The most impressive part of the hike for me was seeing the "Mother of the Jungle", giant kapoc trees that grow to be 65 meters. This is the tallest tree in South America, and second only to the giant redwoods.

The strangular ficus trees were also interesting, as they grow from the top down when the birds drop their seeds in the upper branches of the host tree. As the roots and branches grow downward, they encircle the host tree, eventually strangling it. When the original tree dies, it leaves the inside hollow, and the strangular ficus tree continues growing to the top of the forest canopy. These trees can live up to 500 years, and continue growing taller until they die. When the trees get quite old, with the host tree long ago completely decayed, their roots form a cavelike structure, which create a great shelter if you are lost in the jungle!

We also saw macaws, an electric eel, a poisonous tree frog, and lots and lots of butterflies, including a neon blue one that was about 10 inches across. We also saw a giant black tarantula that made Marianne jump in fright when she saw it.

After lunch, we went swimming in the old swimming hole, but had to come back early because I was getting covered in bug bites. Go figure, out of everyone there, I was the only one getting bitten, guess those bugs know a good thing when they taste it! Good thing that Marianne had her Benadryl stick back in our cabin!

After supper, we went for an evening canoe ride, searching for caymens. Caymens are nocturnal animals, and we have seen them sleeping on the shore in the daytime. It was very exciting, though, to see them swimming in the dark, with only their beady little eyes visible. Fortunately, we did eventually see one climb up on a sand bar so that we could see its entire body.

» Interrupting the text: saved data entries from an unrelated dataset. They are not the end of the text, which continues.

//! Endpoint identifier derivation.
//!
//! An endpoint identifier is the first 20 bytes of the SHA-256 hash of
//! the Ed25519 public key. Peers pin each other by this value, and the
//! handshake proves possession of the key that hashes to it.

use std::fmt;
use std::str::FromStr;

use super::hashing::sha256;
use super::keys::PublicKey;
use crate::error::CryptoError;

/// Length of an endpoint identifier in bytes.
pub const ENDPOINT_ID_LEN: usize = 20;

/// Verifiable name of a node on the network.
#[derive(Clone, Copy, PartialEq, Eq, Hash, PartialOrd, Ord)]
pub struct EndpointId([u8; ENDPOINT_ID_LEN]);

impl EndpointId {
    /// Derive the identifier for a public key.
    pub fn from_public_key(public_key: &PublicKey) -> Self {
        let hash = sha256(public_key.as_bytes());
        let mut id = [0u8; ENDPOINT_ID_LEN];
        id.copy_from_slice(&hash[..ENDPOINT_ID_LEN]);
        EndpointId(id)
    }

    /// Wrap raw identifier bytes.
    pub fn from_bytes(bytes: [u8; ENDPOINT_ID_LEN]) -> Self {
        EndpointId(bytes)
    }

    /// Get the raw identifier bytes.
    pub fn as_bytes(&self) -> &[u8; ENDPOINT_ID_LEN] {
        &self.0
    }

    /// Short form for log lines (first 4 bytes).
    pub fn short(&self) -> String {
        hex::encode(&self.0[..4])
    }
}

impl fmt::Display for EndpointId {
    fn fmt(&self, f: &mut fmt::Formatter<'_>) -> fmt::Result {
        f.write_str(&hex::encode(self.0))
    }
}

impl fmt::Debug for EndpointId {
    fn fmt(&self, f: &mut fmt::Formatter<'_>) -> fmt::Result {
        write!(f, "EndpointId({})", self)
    }
}

impl FromStr for EndpointId {
    type Err = CryptoError;

    fn from_str(s: &str) -> Result<Self, Self::Err> {
        let bytes = hex::decode(s).map_err(|_| CryptoError::InvalidEndpointId(s.to_string()))?;
        let id: [u8; ENDPOINT_ID_LEN] = bytes
            .try_into()
            .map_err(|_| CryptoError::InvalidEndpointId(s.to_string()))?;
        Ok(EndpointId(id))
    }
}

#[cfg(test)]
mod tests {
    use super::*;
    use crate::crypto::KeyPair;

    #[test]
    fn test_endpoint_id_is_first_20_bytes_of_hash() {
        let kp = KeyPair::generate();
        let full_hash = sha256(kp.public_key().as_bytes());
        let id = EndpointId::from_public_key(&kp.public_key());
        assert_eq!(&full_hash[..ENDPOINT_ID_LEN], &id.as_bytes()[..]);
    }

    #[test]
    fn test_different_keys_different_ids() {
        let id1 = KeyPair::generate().endpoint_id();
        let id2 = KeyPair::generate().endpoint_id();
        assert_ne!(id1, id2);
    }

    #[test]
    fn test_display_parse_roundtrip() {
        let id = KeyPair::generate().endpoint_id();
        let text = id.to_string();
        assert_eq!(text.len(), 2 * ENDPOINT_ID_LEN);
        assert_eq!(text.parse::<EndpointId>().unwrap(), id);
    }

    #[test]
    fn test_parse_rejects_bad_input() {
        assert!("not-hex".parse::<EndpointId>().is_err());
        // Valid hex, wrong length
        assert!("abcd".parse::<EndpointId>().is_err());
        assert!(matches!(
            "zz".repeat(ENDPOINT_ID_LEN).parse::<EndpointId>(),
            Err(CryptoError::InvalidEndpointId(_))
        ));
    }
}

The most spectacular part of our evening cruise, though, was the brilliance of the stars. Once we get away from all the light pollution of the city, the night sky is absolutely awe inspiring. This little part of our trip has really made me question the high price that we pay for all of our modern conveniences. There's something about getting away from cars, electricity, gadgets, and constant connectivity that causes the entire psyche to slow right down, to appreciate the simpler things in life, and to feel closer to God. It is something that I want to find a way to hold onto once I return home.